Patients allocated to the CG are expected to attend the same number of appointments as those in the IG: a total of six conventional (prescriptive) patients encounters, once monthly, with a nutritionist specializing in cardiology with no knowledge of the MI technique. During each CG appointment, patients will receive general recommendations for hypertension, such as increasing their intake of fruits and vegetables, reducing salt intake, avoiding processed and high-sodium foods, losing weight, and reducing their consumption of alcoholic beverages. Scales and questionnaires will be applied, as will ABPM at the first and last appointments, per protocol.

Outcomes of interest

The primary outcome of the study will be a reduction of at least 8 mmHg in SBP and changes in DBP and mean BP. These outcomes will be measured by 24-h ABPM at the first and last protocol visits.

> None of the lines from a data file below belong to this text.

//! Client call orchestration.
//!
//! One [`Gateway::call`] builds the framed request (handshake + call
//! header + parameters), sends it, interprets the handshake outcome, and
//! decodes the response or error-union payload under the server's writer
//! schemas. Transient transport failures are retried with exponential
//! backoff; `NONE` handshakes and application errors are not.

use crate::error::{GatewayError, TransportError};
use crate::transport::Transport;
use avrpc_codec::Value;
use avrpc_schema::{hash_of, Protocol, ProtocolHash, Schema};
use avrpc_wire::{
    CallHeader, HandshakeMatch, HandshakeRequest, HandshakeResponse, MessageBuilder,
    MessageReader, ResponseHeader,
};
use bytes::Bytes;
use parking_lot::Mutex;
use std::sync::Arc;
use std::time::Duration;
use tracing::{debug, warn};

/// Gateway tuning.
#[derive(Debug, Clone)]
pub struct GatewayConfig {
    /// Total attempts per call, including the first.
    pub max_attempts: u32,
    /// First retry delay; doubled on each subsequent attempt.
    pub backoff_base: Duration,
    /// Transport status codes treated as transient.
    pub retryable_status: Vec<u16>,
}

impl Default for GatewayConfig {
    fn default() -> Self {
        Self {
            max_attempts: 3,
            backoff_base: Duration::from_millis(100),
            retryable_status: vec![502, 503, 504],
        }
    }
}

impl GatewayConfig {
    pub fn new() -> Self {
        Self::default()
    }

    pub fn with_max_attempts(mut self, attempts: u32) -> Self {
        self.max_attempts = attempts.max(1);
        self
    }

    pub fn with_backoff_base(mut self, base: Duration) -> Self {
        self.backoff_base = base;
        self
    }

    pub fn with_retryable_status(mut self, status: Vec<u16>) -> Self {
        self.retryable_status = status;
        self
    }

    fn backoff(&self, attempt: u32) -> Duration {
        self.backoff_base * 2u32.saturating_pow(attempt)
    }
}

/// The gateway's view of the remote endpoint, updated only after a
/// successfully negotiated exchange.
#[derive(Clone)]
struct Remote {
    server_hash: ProtocolHash,
    server_protocol: Option<Arc<Protocol>>,
    /// Last outcome was `BOTH`: the server holds our protocol, so the
    /// handshake can omit the text.
    matched: bool,
}

pub struct Gateway<T: Transport> {
    protocol: Arc<Protocol>,
    text: String,
    hash: ProtocolHash,
    transport: T,
    config: GatewayConfig,
    remote: Mutex<Remote>,
}

impl<T: Transport> Gateway<T> {
    pub fn new(protocol: Protocol, transport: T) -> Self {
        Self::with_config(protocol, transport, GatewayConfig::default())
    }

    pub fn with_config(protocol: Protocol, transport: T, config: GatewayConfig) -> Self {
        let text = protocol.text();
        let hash = hash_of(&text);
        Self {
            protocol: Arc::new(protocol),
            text,
            // Until told otherwise, assume the server speaks our protocol.
            remote: Mutex::new(Remote {
                server_hash: hash,
                server_protocol: None,
                matched: false,
            }),
            hash,
            transport,
            config,
        }
    }

    /// Performs one logical call: encodes `params` under the local request
    /// schema, exchanges one framed body, and decodes the response under
    /// the server's writer schema.
    pub async fn call(&self, message: &str, params: Value) -> Result<Value, GatewayError> {
        let local = self
            .protocol
            .message(message)
            .ok_or_else(|| GatewayError::UnknownMessage(message.to_string()))?;

        // Copy the remote view out; the lock is never held across awaits.
        let remote = self.remote.lock().clone();
        let handshake = HandshakeRequest {
            client_hash: self.hash,
            client_protocol: (!remote.matched).then(|| self.text.clone()),
            server_hash: remote.server_hash,
            meta: None,
        };

        let mut body = handshake.encode()?;
        body.extend(CallHeader::new(message).encode()?);
        body.extend(avrpc_codec::encode(
            &local.request_record(message),
            &params,
        )?);
        let mut builder = MessageBuilder::new();
        builder.push(&body)?;
        let request = builder.finish();

        let response = self.exchange(request).await?;
        let mut reader = MessageReader::new(&response);
        let handshake = HandshakeResponse::read(&mut reader)?;

        // Interpret the handshake before touching the payload.
        let writer_protocol = match handshake.outcome {
            HandshakeMatch::None => {
                warn!(message, "server rejected the protocol");
                return Err(GatewayError::Incompatible);
            }
            HandshakeMatch::Both => {
                let mut remote = self.remote.lock();
                remote.matched = true;
                remote.server_hash = self.hash;
                remote.server_protocol.clone()
            }
            HandshakeMatch::Client => {
                let parsed = match &handshake.server_protocol {
                    Some(text) => Some(Arc::new(Protocol::parse(text)?)),
                    None => None,
                };
                debug!(message, "caching server protocol from CLIENT handshake");
                let mut remote = self.remote.lock();
                remote.matched = false;
                if let Some(hash) = handshake.server_hash {
                    remote.server_hash = hash;
                }
                if parsed.is_some() {
                    remote.server_protocol = parsed;
                }
                remote.server_protocol.clone()
            }
        };

        // The server writes under its own protocol; ours is the fallback
        // when the protocols matched outright.
        let writer = writer_protocol
            .as_deref()
            .and_then(|p| p.message(message))
            .unwrap_or(local);

        let header = ResponseHeader::read(&mut reader)?;
        if header.error {
            let fault = reader.read_value(&local.error_union(), &writer.error_union())?;
            return Err(GatewayError::Application(fault));
        }
        Ok(reader.read_value(&local.response, &writer.response)?)
    }

    /// Sends one body, retrying transient transport failures.
    async fn exchange(&self, body: Bytes) -> Result<Bytes, TransportError> {
        let mut attempt = 0;
        loop {
            match self.transport.send(body.clone()).await {
                Ok(response) => return Ok(response),
                Err(err) => {
                    attempt += 1;
                    if attempt >= self.config.max_attempts
                        || !err.is_retryable(&self.config.retryable_status)
                    {
                        return Err(err);
                    }
                    let delay = self.config.backoff(attempt - 1);
                    warn!(%err, attempt, ?delay, "transport failure, backing off");
                    tokio::time::sleep(delay).await;
                }
            }
        }
    }

    /// The hash of the local protocol.
    pub fn hash(&self) -> ProtocolHash {
        self.hash
    }

    /// The server's response schema for `message`, as currently known.
    pub fn server_response_schema(&self, message: &str) -> Option<Schema> {
        self.remote
            .lock()
            .server_protocol
            .as_deref()
            .and_then(|p| p.message(message))
            .map(|m| m.response.clone())
    }
}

Secondary outcomes will include improvement of adherence to a low-sodium diet, adherence to self-care behaviors, regular use of antihypertensive medications, increase or maintenance of physical activity, weight reduction, evaluation of changes in daytime sleepiness, and cessation of smoking. These outcomes will be measured by the aforementioned questionnaires and scales at the first and last protocol visits.

Statistical analysis

Continuous variables will be expressed as mean ± standard deviation or median and interquartile range. Categorical variables will be expressed as percentage or proportion. The chi-square test will be used for associations between sociodemographic and clinical variables with SC-HI scores. Student’s t-test or the Mann–Whitney U test, depending on data distribution, will be used for between-group comparison of quantitative variables. SBP and DBP measurements obtained during the study, as well as SC-HI scores, will be analyzed by generalized estimating equations with Bonferroni correction. BP differences between groups during treatment will be analyzed by repeated-measures analysis of variance (ANOVA). Analysis of covariance (ANCOVA) will be conducted to adjust possible differences regarding baseline measurements, as well as some risk factors and confounding factors when necessary. The 5% level of significance will be adopted and data will be analyzed in IBM SPSS Statistics for Windows, Version 20.0 (IBM Corp., Armonk, NY, USA).

Discussion

This protocol will test MI as a strategy for reducing BP levels in patients with hypertension through lifestyle modifications. This approach differs from the traditional, prescriptive model used to monitor hypertensive patients at outpatient clinics, in which the patient has little decision-making power, appointments are provider-centered, and management plans are usually presented to patients with little or no discussion of whether they are viable in the patient’s routine. In the IG, once-monthly face-to-face MI visits will be held. These appointments will focus on the patient, who will hear himself talk about the importance of lifestyle modifications and define with the provider the most effective ways to achieve adequate living habits and thus facilitate management of hypertension. If effective, this technique warrants replication in the management of other chronic diseases.

Potential biases

This study has some limitations. The questionnaires and scales used to measure secondary outcomes are self-reported and thus subject to a range of biases, such as regarding credibility. The open-label design also introduces some potential for bias and the sample size limits the external validity.

Trial status

The study is currently in the patient recruitment stage. To date, 50 patients have been included and seven patients have already completed all protocol steps.